Figure 5.

Hypothesised mechanism for coral symbiosis destabilisation based on proteomic analysis of Acropora millepora and its associated symbionts under thermal stress. Elevated temperature induces metabolic stress in the host causing protein destabilisation and increase in respiration. Protein degradation leads to the release of free amino acids, which together with lipids, are degraded to support the increased respiratory demand. Due to less energy available, the energetically expensive symbiosome membrane protein V-ATPase declines, reducing inorganic carbon availability to the symbiont, thus reducing photosynthetic activity. This leads to reduced activity in the central metabolic processes in the symbionts (carbohydrate and lipid metabolism). The overall lowered metabolic activity of the symbiont together with increased housekeeping requirement, due to increased temperature, reduces the pool of surplus energy and excess carbon available for transfer to the host, which subsequently experiences further energy limitation. The evidence obtained in this study supports the hypothesis presented in Rädeker et al. (2021), whereby the reduction in carbon transfer is the mechanism underlying the breakdown of the symbiotic relationship in corals.
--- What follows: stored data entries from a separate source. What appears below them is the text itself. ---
//! Registry snapshot files.
//!
//! Writers hold an exclusive lock on `<snapshot>.lock` across the whole
//! load → register → save cycle, and the new snapshot replaces the old one by
//! rename, so readers see either the old file or the new one.

use std::ffi::OsString;
use std::fs::{self, File, OpenOptions};
use std::io::{ErrorKind, Write};
use std::path::{Path, PathBuf};

use anyhow::{Context, Result};
use canvas_registry::{Address, MemoryRegistry, NameRegistry, TokenId};
use fs2::FileExt;
use tempfile::NamedTempFile;

/// Exclusive lock on a snapshot. Released on drop.
pub struct SnapshotLock {
    _file: File,
}

impl SnapshotLock {
    /// Block until no other writer holds the lock for `path`.
    pub fn acquire(path: &Path) -> Result<Self> {
        let lock_path = lock_path(path);
        let file = OpenOptions::new()
            .write(true)
            .create(true)
            .truncate(false)
            .open(&lock_path)
            .with_context(|| format!("opening {}", lock_path.display()))?;
        file.lock_exclusive()
            .with_context(|| format!("locking {}", lock_path.display()))?;
        Ok(Self { _file: file })
    }
}

fn lock_path(path: &Path) -> PathBuf {
    let mut name = OsString::from(path.as_os_str());
    name.push(".lock");
    PathBuf::from(name)
}

/// Load a snapshot; a missing file is an empty registry.
pub fn load(path: &Path) -> Result<MemoryRegistry> {
    match fs::read_to_string(path) {
        Ok(json) => Ok(MemoryRegistry::from_json(&json)
            .with_context(|| format!("loading {}", path.display()))?),
        Err(e) if e.kind() == ErrorKind::NotFound => Ok(MemoryRegistry::new()),
        Err(e) => Err(e).with_context(|| format!("reading {}", path.display())),
    }
}

/// Replace the snapshot at `path` with `registry`.
pub fn save(path: &Path, registry: &MemoryRegistry) -> Result<()> {
    let dir = match path.parent() {
        Some(dir) if !dir.as_os_str().is_empty() => dir,
        _ => Path::new("."),
    };
    let mut tmp = NamedTempFile::new_in(dir)
        .with_context(|| format!("creating temporary file in {}", dir.display()))?;
    tmp.write_all(registry.to_json()?.as_bytes())?;
    tmp.as_file().sync_all()?;
    tmp.persist(path)
        .map_err(|e| e.error)
        .with_context(|| format!("writing {}", path.display()))?;
    Ok(())
}

/// Register `name` for `owner` in the snapshot at `path`.
pub fn register(path: &Path, owner: Address, name: &str) -> Result<(TokenId, MemoryRegistry)> {
    let _lock = SnapshotLock::acquire(path)?;
    let registry = load(path)?;
    let id = registry.register(owner, name)?;
    save(path, &registry)?;
    tracing::debug!(%id, name, path = %path.display(), "snapshot updated");
    Ok((id, registry))
}
//! Error types for the deployment pipeline.

use canvas_registry::Address;
use canvas_rpc::TransportError;
use thiserror::Error;

use crate::record::VerificationStatus;
use crate::types::{BlockRef, TxHash};

/// Errors raised by a [`ProxyFactory`](crate::ProxyFactory) while submitting.
#[derive(Debug, Error)]
pub enum FactoryError {
    #[error(transparent)]
    Transport(#[from] TransportError),

    #[error("invalid artifact: {0}")]
    Artifact(String),

    #[error("{0}")]
    Rejected(String),

    /// The request failed in transit. The node may still have accepted the
    /// transaction, so check the sender nonce before submitting again.
    #[error("submission of nonce {nonce} unacknowledged: {source}")]
    Unacknowledged {
        nonce: u64,
        #[source]
        source: TransportError,
    },
}

impl FactoryError {
    /// Returns `true` if the transaction may be in the mempool despite the error.
    pub fn may_have_been_sent(&self) -> bool {
        matches!(self, Self::Unacknowledged { .. })
    }
}

/// Errors raised while talking to a [`VerificationService`](crate::VerificationService).
#[derive(Debug, Error)]
pub enum VerifierError {
    #[error(transparent)]
    Transport(#[from] TransportError),

    /// The service answered with an error payload.
    #[error("explorer API error: {0}")]
    Api(String),
}

/// Errors that end a deployment stage.
#[derive(Debug, Error)]
pub enum DeployError {
    /// The network or factory rejected the deployment. Never retried automatically.
    #[error("deployment submission failed: {0}")]
    Submission(#[from] FactoryError),

    /// The transaction was mined but execution failed.
    #[error("transaction {tx} reverted in block {}", .block.number)]
    Reverted { tx: TxHash, block: BlockRef },

    /// The transaction left the chain's history before reaching the required depth.
    #[error("transaction {tx} was dropped or replaced before reaching {required} confirmations")]
    TransactionLost { tx: TxHash, required: u64 },

    /// The maximum wait elapsed. The transaction may still confirm later.
    #[error("timed out after {waited_ms}ms waiting for {required} confirmations of {tx} (observed {observed})")]
    ConfirmationTimeout {
        tx: TxHash,
        required: u64,
        observed: u64,
        waited_ms: u64,
    },

    /// The local wait was cancelled. The submitted transaction is unaffected.
    #[error("wait for {tx} was cancelled")]
    WaitCancelled { tx: TxHash },

    /// The verification service rejected the submitted source.
    #[error("verification of {address} failed: {reason}")]
    VerificationFailed { address: Address, reason: String },

    /// The verification service could not be reached or answered garbage.
    #[error("verification service error: {0}")]
    VerificationService(#[from] VerifierError),

    #[error("invalid verification status transition {from} -> {to}")]
    InvalidTransition {
        from: VerificationStatus,
        to: VerificationStatus,
    },
}

impl DeployError {
    /// Returns `true` if the caller must decide whether to submit a new deployment.
    pub fn needs_resubmission(&self) -> bool {
        match self {
            Self::Submission(e) => !e.may_have_been_sent(),
            Self::TransactionLost { .. } | Self::Reverted { .. } => true,
            _ => false,
        }
    }

    /// Returns `true` if the submitted transaction may still confirm and can be re-polled.
    pub fn may_still_confirm(&self) -> bool {
        matches!(self, Self::ConfirmationTimeout { .. } | Self::WaitCancelled { .. })
    }
}
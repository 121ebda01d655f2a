//! canvas-rpc: JSON-RPC plumbing for the Canvas deployment pipeline.
//!
//! - [`RpcTransport`]: async trait every transport implements
//! - [`HttpRpcClient`]: `reqwest`-backed transport with retry of transient errors
//! - [`JsonRpcRequest`] / [`JsonRpcResponse`]: wire types
//! - [`TransportError`]: structured error type
//! - [`RetryPolicy`]: exponential backoff, shared with the explorer client

pub mod error;
pub mod http;
pub mod jsonrpc;
pub mod retry;
pub mod transport;

pub use error::TransportError;
pub use http::{is_retry_safe, HttpClientConfig, HttpRpcClient};
pub use jsonrpc::{parse_quantity, quantity, JsonRpcError, JsonRpcRequest, JsonRpcResponse};
pub use retry::{RetryConfig, RetryPolicy};
pub use transport::RpcTransport;
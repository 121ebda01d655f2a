//! Tracing initialisation.

use std::collections::HashMap;

use serde::{Deserialize, Serialize};
use tracing_subscriber::{fmt, layer::SubscriberExt, util::SubscriberInitExt, EnvFilter};

/// Log level per component.
#[derive(Debug, Clone, Serialize, Deserialize)]
pub struct LogConfig {
    /// Global default level: "trace" | "debug" | "info" | "warn" | "error"
    #[serde(default = "default_level")]
    pub level: String,
    /// Override per component: crate name → level
    #[serde(default)]
    pub components: HashMap<String, String>,
    /// Emit JSON structured logs (true) or human-readable text (false)
    #[serde(default)]
    pub json: bool,
}

fn default_level() -> String {
    "info".to_string()
}

impl Default for LogConfig {
    fn default() -> Self {
        Self {
            level: default_level(),
            components: HashMap::new(),
            json: false,
        }
    }
}

impl LogConfig {
    /// `--log-level`, `--log-json` and repeated `--log component=level` flags.
    pub fn from_args(args: &[String]) -> Self {
        let mut config = Self::default();
        let mut iter = args.iter();
        while let Some(arg) = iter.next() {
            match arg.as_str() {
                "--log-level" => {
                    if let Some(level) = iter.next() {
                        config.level = level.clone();
                    }
                }
                "--log-json" => config.json = true,
                "--log" => {
                    if let Some((component, level)) = iter.next().and_then(|d| d.split_once('=')) {
                        config.components.insert(component.into(), level.into());
                    }
                }
                _ => {}
            }
        }
        config
    }

    /// Filter directives such as `info,canvas_deploy=debug`, sorted by component.
    pub fn directives(&self) -> String {
        let mut components: Vec<_> = self.components.iter().collect();
        components.sort();
        let mut directives = self.level.clone();
        for (component, level) in components {
            directives.push_str(&format!(",{}={}", component.replace('-', "_"), level));
        }
        directives
    }
}

/// Install the global subscriber. `RUST_LOG` wins over `config` when set.
pub fn init_tracing(config: &LogConfig) {
    let filter = EnvFilter::try_from_default_env()
        .or_else(|_| EnvFilter::try_new(config.directives()))
        .unwrap_or_else(|_| EnvFilter::new("info"));

    // stdout carries command output; logs go to stderr
    if config.json {
        tracing_subscriber::registry()
            .with(filter)
            .with(fmt::layer().json().with_writer(std::io::stderr))
            .init();
    } else {
        tracing_subscriber::registry()
            .with(filter)
            .with(fmt::layer().with_writer(std::io::stderr))
            .init();
    }
}

#[cfg(test)]
mod tests {
    use super::*;

    fn args(s: &str) -> Vec<String> {
        s.split_whitespace().map(String::from).collect()
    }

    #[test]
    fn defaults_to_info_text() {
        let cfg = LogConfig::from_args(&[]);
        assert_eq!(cfg.level, "info");
        assert!(!cfg.json);
        assert_eq!(cfg.directives(), "info");
    }

    #[test]
    fn component_overrides() {
        let cfg = LogConfig::from_args(&args(
            "--log-level warn --log canvas-deploy=debug --log canvas-rpc=trace --log-json",
        ));
        assert!(cfg.json);
        assert_eq!(cfg.directives(), "warn,canvas_deploy=debug,canvas_rpc=trace");
    }
}
//! Transport-level error types.

use thiserror::Error;

use crate::jsonrpc::JsonRpcError;

/// Errors that can occur while talking to a node.
#[derive(Debug, Error)]
pub enum TransportError {
    /// HTTP request failed (connection refused, non-2xx status, etc.).
    #[error("HTTP error: {0}")]
    Http(String),

    /// JSON-RPC error object returned by the node.
    #[error("RPC error {}: {}", .0.code, .0.message)]
    Rpc(JsonRpcError),

    /// Request timed out after the configured duration.
    #[error("Request timed out after {ms}ms")]
    Timeout { ms: u64 },

    /// Response could not be deserialized.
    #[error("Deserialization error: {0}")]
    Deserialization(#[from] serde_json::Error),

    /// The node answered with a value of the wrong shape.
    #[error("Invalid response: {0}")]
    InvalidResponse(String),
}

impl TransportError {
    /// Returns `true` if this error is transient and the call may be repeated.
    pub fn is_retryable(&self) -> bool {
        matches!(self, Self::Http(_) | Self::Timeout { .. })
    }

    /// Returns `true` if the node rejected the call itself (not retryable).
    pub fn is_execution_error(&self) -> bool {
        matches!(self, Self::Rpc(_))
    }
}

impl From<reqwest::Error> for TransportError {
    fn from(e: reqwest::Error) -> Self {
        Self::Http(e.to_string())
    }
}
While we did not obtain direct evidence for the process of increased growth in the symbionts from availability of free nitrogen as proposed by Rädecker et al. (2021), the mechanism fits the scheme suggested here and would exacerbate the strength of the response. Ultimately, the lowered energy available in the host leads to degradation of major cellular structural components which could lead to expulsion of the symbionts from the host tissue. Blue indicates decrease, red indicates an increase. Solid lines indicate processes or pools for which evidence was obtained in this study, stippled lines indicate processes or pools that are hypothesised to change or have been shown to change by Rädecker et al. (2021). Arrows indicate positive effect and blocked lines negative effect.